While he apologised for the distress his book caused and, during the fatwa years, was careful to make a distinction between Islam and Islamism, in his memoir Joseph Anton (his assumed name during those years) he was beyond making such cautious distinctions.

Continuing in that strain, in the video above, posted on a Youtube channel Big Think Rushdie argues that we need to address the problem of Islam. He argues for free speech and avers that minorities, with reference to Muslim populations in the West, should promote free speech even if that means having to be bear “a certain amount of criticism of their own ideas” because it's in self interest.

He starts off by commenting of how in the past it was the Right Wing that did not allow any criticism of religions, but that mantle has since been passed over to the Left, the new “god squad”.

Rushdie then explains why he thinks criticising Islam is valid. “I think it’s perfectly legitimate to be highly critical of religion in general, and in particular right now the uses being made of the Islamic religion because, I mean, look what’s happening in the world, you know. I think to say that that’s not to do with Islam is just a logical impossibility. Of course it is.

“If everybody engaged in acts of Islamic terrorism says that they’re doing it in the name of Islam, who are we to say they’re not? I mean now of course what they mean by Islam might well not be what most Muslims mean by Islam. But it’s still a form of Islam and it’s a form of Islam that’s become unbelievably powerful in the last 25 and 30 years.

“A form of Islam that oppresses and kills Muslims more than anyone else.
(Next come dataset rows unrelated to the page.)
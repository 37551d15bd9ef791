use serde::{Deserialize, Serialize};

use crate::error::{Result, SyncError};

/// Target value for cells that carry no stitch.
pub const NO_STITCH: u16 = u16::MAX;

pub const CELL_EMPTY: u8 = 0;
pub const CELL_CORRECT: u8 = 1;
pub const CELL_WRONG: u8 = 2;

pub fn epoch_millis() -> i64 {
    chrono::Utc::now().timestamp_millis()
}

#[derive(Debug, Clone, PartialEq, Eq, Serialize, Deserialize)]
pub struct PaletteColor {
    pub name: String,
    pub hex: String,
    #[serde(default, skip_serializing_if = "Option::is_none")]
    pub symbol: Option<String>,
}

#[derive(Debug, Clone, Default, PartialEq, Eq, Serialize, Deserialize)]
#[serde(default)]
pub struct PatternMeta {
    pub title: String,
    pub author: String,
    pub instructions: String,
}

/// A pattern definition as produced by the image converter, plus identity.
#[derive(Debug, Clone, PartialEq, Eq, Serialize, Deserialize)]
#[serde(rename_all = "camelCase")]
pub struct PatternDoc {
    pub id: String,
    pub width: u32,
    pub height: u32,
    pub palette: Vec<PaletteColor>,
    pub targets: Vec<u16>,
    #[serde(default)]
    pub meta: PatternMeta,
    pub updated_at: i64,
}

impl PatternDoc {
    pub fn cell_count(&self) -> usize {
        self.width as usize * self.height as usize
    }

    pub fn validate(&self) -> Result<()> {
        if self.width == 0 || self.height == 0 {
            return Err(SyncError::Other(format!(
                "pattern {} has empty dimensions {}x{}",
                self.id, self.width, self.height
            )));
        }
        if self.targets.len() != self.cell_count() {
            return Err(SyncError::Other(format!(
                "pattern {} has {} targets for a {}x{} grid",
                self.id,
                self.targets.len(),
                self.width,
                self.height
            )));
        }
        let palette_len = self.palette.len();
        if let Some(bad) = self
            .targets
            .iter()
            .find(|&&t| t != NO_STITCH && t as usize >= palette_len)
        {
            return Err(SyncError::Other(format!(
                "pattern {} references palette index {bad} but has {palette_len} colors",
                self.id
            )));
        }
        Ok(())
    }
}

#[derive(Debug, Clone, Copy, Default, PartialEq, Eq, Serialize, Deserialize)]
#[serde(rename_all = "camelCase")]
pub struct PaletteCount {
    pub remaining_targets: u32,
    pub wrong_count: u32,
    pub correct_count: u32,
}

#[derive(Debug, Clone, Copy, PartialEq, Serialize, Deserialize)]
#[serde(rename_all = "camelCase")]
pub struct Viewport {
    pub scale: f64,
    pub translate_x: f64,
    pub translate_y: f64,
}

impl Default for Viewport {
    fn default() -> Self {
        Self {
            scale: 1.0,
            translate_x: 0.0,
            translate_y: 0.0,
        }
    }
}

/// Stitching progress for one pattern. Cell arrays are indexed `y * width + x`.
#[derive(Debug, Clone, PartialEq, Serialize, Deserialize)]
#[serde(rename_all = "camelCase")]
pub struct ProgressRecord {
    pub pattern_id: String,
    #[serde(rename = "stitchedStateB64", with = "b64")]
    pub stitched_state: Vec<u8>,
    #[serde(rename = "placedColorsB64", with = "b64_u16")]
    pub placed_colors: Vec<u16>,
    pub palette_counts: Vec<PaletteCount>,
    pub last_selected_palette_index: Option<u32>,
    pub viewport: Viewport,
}

impl ProgressRecord {
    pub fn fresh(pattern: &PatternDoc) -> Self {
        let cells = pattern.cell_count();
        let mut palette_counts = vec![PaletteCount::default(); pattern.palette.len()];
        for &target in &pattern.targets {
            if let Some(count) = palette_counts.get_mut(target as usize) {
                count.remaining_targets += 1;
            }
        }
        Self {
            pattern_id: pattern.id.clone(),
            stitched_state: vec![CELL_EMPTY; cells],
            placed_colors: vec![NO_STITCH; cells],
            palette_counts,
            last_selected_palette_index: None,
            viewport: Viewport::default(),
        }
    }

    fn check_shape(&self, pattern: &PatternDoc, cell: usize) -> Result<()> {
        if self.pattern_id != pattern.id {
            return Err(SyncError::Other(format!(
                "progress belongs to {} not {}",
                self.pattern_id, pattern.id
            )));
        }
        if self.stitched_state.len() != pattern.cell_count()
            || self.placed_colors.len() != pattern.cell_count()
            || self.palette_counts.len() != pattern.palette.len()
        {
            return Err(SyncError::Other(format!(
                "progress for {} does not match the pattern grid",
                pattern.id
            )));
        }
        if cell >= pattern.cell_count() {
            return Err(SyncError::Other(format!(
                "cell {cell} is outside the {}x{} grid",
                pattern.width, pattern.height
            )));
        }
        Ok(())
    }

    /// Place `color` on `cell`, replacing whatever was stitched there.
    /// Returns the resulting cell state.
    pub fn place_stitch(&mut self, pattern: &PatternDoc, cell: usize, color: u16) -> Result<u8> {
        self.check_shape(pattern, cell)?;
        if color as usize >= pattern.palette.len() {
            return Err(SyncError::Other(format!(
                "palette index {color} out of range for {} colors",
                pattern.palette.len()
            )));
        }
        self.clear_stitch(pattern, cell)?;

        let count = &mut self.palette_counts[color as usize];
        let state = if pattern.targets[cell] == color {
            count.correct_count += 1;
            count.remaining_targets = count.remaining_targets.saturating_sub(1);
            CELL_CORRECT
        } else {
            count.wrong_count += 1;
            CELL_WRONG
        };
        self.stitched_state[cell] = state;
        self.placed_colors[cell] = color;
        self.last_selected_palette_index = Some(color as u32);
        Ok(state)
    }

    /// Remove the stitch on `cell`. Returns false when the cell was already empty.
    pub fn clear_stitch(&mut self, pattern: &PatternDoc, cell: usize) -> Result<bool> {
        self.check_shape(pattern, cell)?;
        let state = self.stitched_state[cell];
        if state == CELL_EMPTY {
            return Ok(false);
        }
        let placed = self.placed_colors[cell];
        if let Some(count) = self.palette_counts.get_mut(placed as usize) {
            match state {
                CELL_CORRECT => {
                    count.correct_count = count.correct_count.saturating_sub(1);
                    count.remaining_targets += 1;
                }
                _ => count.wrong_count = count.wrong_count.saturating_sub(1),
            }
        }
        self.stitched_state[cell] = CELL_EMPTY;
        self.placed_colors[cell] = NO_STITCH;
        Ok(true)
    }

    pub fn correct_cells(&self) -> usize {
        self.stitched_state
            .iter()
            .filter(|&&s| s == CELL_CORRECT)
            .count()
    }

    pub fn remaining_targets(&self) -> u64 {
        self.palette_counts
            .iter()
            .map(|c| c.remaining_targets as u64)
            .sum()
    }
}

/// Direction-of-reconciliation bookkeeping for one pattern.
#[derive(Debug, Clone, PartialEq, Eq, Serialize, Deserialize)]
#[serde(rename_all = "camelCase")]
pub struct SyncMeta {
    pub pattern_id: String,
    pub local_updated_at: i64,
    pub remote_updated_at: Option<i64>,
    pub needs_upload: bool,
}

impl SyncMeta {
    pub fn dirty(pattern_id: &str, local_updated_at: i64) -> Self {
        Self {
            pattern_id: pattern_id.to_string(),
            local_updated_at,
            remote_updated_at: None,
            needs_upload: true,
        }
    }
}

/// Serde adapter embedding raw bytes as standard base64.
pub mod b64 {
    use base64::engine::general_purpose::STANDARD;
    use base64::Engine;
    use serde::{Deserialize, Deserializer, Serializer};

    pub fn serialize<S: Serializer>(bytes: &[u8], serializer: S) -> Result<S::Ok, S::Error> {
        serializer.serialize_str(&STANDARD.encode(bytes))
    }

    pub fn deserialize<'de, D: Deserializer<'de>>(deserializer: D) -> Result<Vec<u8>, D::Error> {
        let text = String::deserialize(deserializer)?;
        STANDARD
            .decode(text.as_bytes())
            .map_err(serde::de::Error::custom)
    }
}

/// Serde adapter embedding `u16` arrays as little-endian bytes in base64.
pub mod b64_u16 {
    use base64::engine::general_purpose::STANDARD;
    use base64::Engine;
    use serde::{Deserialize, Deserializer, Serializer};

    pub fn serialize<S: Serializer>(values: &[u16], serializer: S) -> Result<S::Ok, S::Error> {
        let bytes: Vec<u8> = values.iter().flat_map(|v| v.to_le_bytes()).collect();
        serializer.serialize_str(&STANDARD.encode(bytes))
    }

    pub fn deserialize<'de, D: Deserializer<'de>>(deserializer: D) -> Result<Vec<u16>, D::Error> {
        let text = String::deserialize(deserializer)?;
        let bytes = STANDARD
            .decode(text.as_bytes())
            .map_err(serde::de::Error::custom)?;
        if bytes.len() % 2 != 0 {
            return Err(serde::de::Error::custom(format!(
                "odd byte length {} for a u16 array",
                bytes.len()
            )));
        }
        Ok(bytes
            .chunks_exact(2)
            .map(|pair| u16::from_le_bytes([pair[0], pair[1]]))
            .collect())
    }
}

#[cfg(test)]
pub(crate) fn sample_pattern(id: &str) -> PatternDoc {
    PatternDoc {
        id: id.to_string(),
        width: 3,
        height: 2,
        palette: vec![
            PaletteColor {
                name: "Black".into(),
                hex: "#000000".into(),
                symbol: Some("0".into()),
            },
            PaletteColor {
                name: "Lemon".into(),
                hex: "#FDED54".into(),
                symbol: Some("1".into()),
            },
        ],
        targets: vec![0, 0, 1, NO_STITCH, 1, 1],
        meta: PatternMeta {
            title: "sample".into(),
            ..Default::default()
        },
        updated_at: 1_000,
    }
}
That’s to say most of the Muslim deaths in the world right now are not caused by American drones. They’re caused by Islamic attacks on Muslims of another type, you know. Shia attacks on Sunnis. Sunni attacks on Shias.

"Most of the oppression of Muslims in the world right now is carried out by other Muslims, you know. Whether it’s the Taliban in Afghanistan or, you know, the Ayatollahs in Iran or wherever it might be. But to say that this is not Islam is to misname the problem. The problem is that there’s been a mutation in Islam, which has become unusually virulent and powerful. And it needs to be dealt with, but in order to deal with it we have to first call it by its true name.”